Additionally, containerization gives small enterprises a new sense of agility. Successful firms operating in the digital economy will run digital-native enterprises and re-architect their operations as per market demands and requirements. Small-sized firms can use it to adopt a flexible approach and scale up their services quickly to match larger firms.
The Docker Engine is perhaps the most well-known and used container engine technology worldwide. As the primary piece in a container architecture, a Docker refers to a Linux kernel-based open-source responsible for creating containers in an OS.
When a Docker accesses a single OS kernel, it can manage multiple distributed apps running in their respective containers. The basis for containerization is the software package that developers implement in a single virtual shipment.
Developers create containers from Docker images. Despite their read-only status, the Docker creates a container by adding a read-write file system. It starts a network interface to allow communication between the container and a local host. It then adds an IP address and executes the indicated process. Each container contains the necessary parts required to run a program (files, redundancies and libraries).
Containerization and virtualization technologies enable significant compute efficiencies because they allow developers to run multiple software types (Windows- or Linux-based) in a single environment. However, application container technology has proven to deliver significant benefits over virtualization, making it the favored tech by IT professionals.

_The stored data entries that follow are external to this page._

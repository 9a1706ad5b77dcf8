//! Platform-specific type aliases and trait bounds
//!
//! This module provides conditional compilation for single-threaded (Rc-based)
//! vs multi-threaded (Arc-based) implementations.
//!
//! - `send` feature (default): Uses Arc and requires Send+Sync bounds
//! - `local` feature: Uses Rc and removes Send+Sync requirements

// ============================================================================
// MULTI-THREADED (send feature - default)
// ============================================================================
#[cfg(feature = "send")]
pub use std::sync::Arc as SharedPtr;

#[cfg(feature = "send")]
pub use futures::future::BoxFuture as PlatformFuture;

#[cfg(feature = "send")]
pub trait MaybeSend: Send {}
#[cfg(feature = "send")]
impl<T: Send> MaybeSend for T {}

// Type alias for boxed futures with proper Send bounds
#[cfg(feature = "send")]
pub type PlatformBoxFutureStatic<T> =
    std::pin::Pin<Box<dyn std::future::Future<Output = T> + Send + 'static>>;

// Type alias for boxed QueuingStrategy trait objects
#[cfg(feature = "send")]
pub type BoxedStrategy<T> = Box<dyn crate::streams::QueuingStrategy<T> + Send + 'static>;

#[cfg(feature = "send")]
pub type BoxedStrategyStatic<T> = Box<dyn crate::streams::QueuingStrategy<T> + Send>;

// ============================================================================
// SINGLE-THREADED (local feature)
// ============================================================================
#[cfg(feature = "local")]
pub use std::rc::Rc as SharedPtr;

#[cfg(feature = "local")]
pub use futures::future::LocalBoxFuture as PlatformFuture;

#[cfg(feature = "local")]
pub trait MaybeSend {}
#[cfg(feature = "local")]
impl<T> MaybeSend for T {}

// Type alias for boxed futures without Send bounds for local feature
#[cfg(feature = "local")]
pub type PlatformBoxFutureStatic<T> =
    std::pin::Pin<Box<dyn std::future::Future<Output = T> + 'static>>;

// Type alias for boxed QueuingStrategy trait objects without Send
#[cfg(feature = "local")]
pub type BoxedStrategy<T> = Box<dyn crate::streams::QueuingStrategy<T> + 'static>;

#[cfg(feature = "local")]
pub type BoxedStrategyStatic<T> = Box<dyn crate::streams::QueuingStrategy<T>>;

Virtualization allows multiple OS and software apps to run simultaneously and while sharing one physical computer’s resources. For instance, you can run both Linux and Windows versions of an OS plus multiple apps on the same server. Developers package each app and its related files, dependencies and libraries (including an OS copy) as a virtual machine. When you run multiple VMs on one physical machine, you can achieve significant savings in the initial capital outlay, operation and energy costs.
On the other hand, containerization uses compute resources efficiently. A container creates an executable software package that bundles app code with the related configuration files, dependencies and libraries it needs to run. However, unlike VMs, containers don’t bundle in an OS copy. Instead, developers install their runtime engines on the host system’s OS, making it a conduit that allows all the containers to share a similar operating system.

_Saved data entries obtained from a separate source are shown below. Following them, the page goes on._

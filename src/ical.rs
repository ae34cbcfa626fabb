use icalendar::{Calendar, Component, Event, EventLike};

use crate::models::{Item, ItemKind};

#[derive(Clone, Default)]
pub struct ICalExporter;

impl ICalExporter {
    pub fn new() -> Self {
        Self
    }

    pub fn generate(&self, kind: ItemKind, items: &[&Item]) -> Vec<u8> {
        if items.is_empty() {
            return Vec::new();
        }

        let mut calendar = Calendar::new();
        calendar.name(&format!("USI {}s", kind.label()));

        for item in items {
            let mut event = Event::new();
            event.summary(&item.title);
            event.starts(item.start_date);
            event.ends(item.end_date);
            event.location(&item.mode);
            let mut description = format!("{}\nTime: {}", item.description, item.time);
            if !item.is_free() {
                description.push_str(&format!("\nPrice: ₹{}", item.price));
            }
            event.description(description.trim_start());
            event.uid(&format!(
                "{}-{}-usi-portal",
                kind.label().to_lowercase(),
                item.id
            ));
            calendar.push(event);
        }

        calendar.to_string().into_bytes()
    }
}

As noted earlier, developers often refer to containers as lightweight because they share the host machine’s OS kernel and don’t need the overhead of an operating system within each application. What’s more, you can share other container layers (common libraries and bins) among multiple containers, which means containers have a smaller capacity-requirement than a virtual machine and are faster to start up.
Therefore, multiple containers can run on a similar compute capacity as one virtual machine, which drives up server efficiencies and reduces associated costs like licensing and maintenance.
Containerization is among the latest software development trends, and its adoption will grow significantly in both magnitude and speed. Its proponents believe that it enables developers to create and deploy software and applications faster and securely than other traditional methods. Though expensive, industry players expect the costs associated with containerization to fall as its environments develop and mature.
The use of application container technology is widespread across enterprises and industries. It’s also set for rapid acceleration in the coming years. Most enterprises have already started cloud-native containerization of applications or are decomposing their existing monoliths into containers to gain the benefits that containerization architecture provides.
If you rely heavily on virtualization for security and web application segregation, you could likely stand to benefit from containerization.